EVIL Google a payé des universitaires pour “ghost écrire” des documents techniques pour gagner la faveur des régulateurs

Avec le passage du temps, il devient de plus en plus évident que Google est au mieux douteux, et au pire carrément mal. Plus de preuves à cet effet ont récemment émergé lorsque le Wall Street Journal a révélé que le géant de l’internet payait des universitaires estimés d’institutions telles que Harvard et l’Université de Californie à Berkeley pour influencer les politiques et contrer les accusations antitrust.

Il est allégué qu’environ une douzaine de professeurs respectés ont accepté des paiements allant jusqu’à 400 000 dollars chacun pour rédiger des “documents de recherche” afin de renforcer la position juridique de Google. La compagnie a également payé les frais de déplacement et autres pour que ces professeurs rencontrent et influencent les lobbyistes et les décideurs.

L’idée générale semble avoir été pour les chercheurs respectés d’affirmer que la collecte de données en ligne de Google est juste puisque ses services sont gratuits acheter. Ils ont également été payés pour prétendre que le moteur de recherche ne «dirige pas injustement les utilisateurs vers les sites commerciaux ou les annonceurs de Google».

Pour la plupart, il semble que les universitaires impliqués n’ont pas révélé leurs conflits d’intérêts ou l’implication de Google dans leurs études aux décideurs politiques.

Non seulement ces “études” ont été achetées et payées, mais Google a spécifié “des titres, des résumés et une estimation de combien coûterait chaque papier”, selon le Daily Mail du Royaume-Uni.

Bien sûr, Google nie toute irrégularité, insistant sur le fait que, né du département d’informatique de Stanford, il a simplement maintenu des liens étroits avec le monde universitaire.

«Nous sommes heureux de soutenir les chercheurs universitaires dans tous les domaines de l’informatique et des politiques, notamment le droit d’auteur, la liberté d’expression et la surveillance, afin d’amplifier les voix qui soutiennent les principes d’un Internet ouvert».

Google a été frappé par une série de problèmes juridiques dans un passé récent.

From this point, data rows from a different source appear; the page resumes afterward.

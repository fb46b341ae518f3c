// Prometheus registry tests

use likebridge::metrics;
use std::time::Duration;

#[cfg(test)]
mod metrics_registry_tests {
    use super::*;

    #[test]
    fn test_recorded_metrics_are_exported() {
        metrics::record_like_request("locked", "like", "success", Duration::from_millis(3));
        metrics::record_counter_flush("broker", "success", 2);

        let text = metrics::gather_metrics().unwrap();
        assert!(text.contains("likebridge_like_requests_total"));
        assert!(text.contains("likebridge_like_request_duration_seconds"));
        assert!(text.contains("strategy=\"locked\""));
    }

    #[test]
    fn test_reconciliation_corrections_labelled_by_status() {
        metrics::record_reconciliation_corrections("emitted", 1);

        let text = metrics::gather_metrics().unwrap();
        assert!(text.contains("status=\"emitted\""));
    }
}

En juin de cette année, les régulateurs ont infligé une amende de 2,4 milliards d’euros à la société, après que Bruxelles ait accusé Google de favoriser injustement ses propres services d’achat par rapport à ceux des autres dans les recherches en ligne.

La société fait face à deux autres accusations similaires, et les régulateurs antitrust de l’UE ont annoncé plus tôt ce mois-ci qu’ils envisageaient d’autres actions contre Google pour les frais liés à son système d’exploitation Android. [Connexes: Découvrez comment Google a secrètement désactivé les comptes Adwords des entreprises de désintoxication nutritionnelle.]

Ce n’est en aucun cas la seule preuve des pratiques commerciales et éthiques douteuses de Google. Plus tôt cette année, dans une attaque à peine voilée sur la liberté d’expression, le moteur de recherche a “puni” Natural News en supprimant tous ses articles des recherches Google, mais il n’y avait aucune preuve (ou même aucune allégation) que nous avions enfreint . [Relié: Lisez l’histoire complète de la censure de Google sur Natural News.]

Google s’est mué en une position dominante où il a un contrôle presque total sur les informations auxquelles nous avons accès et même sur les choix d’achat que nous faisons en ligne. Bien sûr, trop de pouvoir entre les mains d’une entité n’est jamais une bonne chose. Soutenez les médias indépendants et la liberté d’expression non censurée en choisissant un moteur de recherche impartial comme GoodGopher.com lorsque vous avez besoin d’une source d’information fiable et digne de confiance.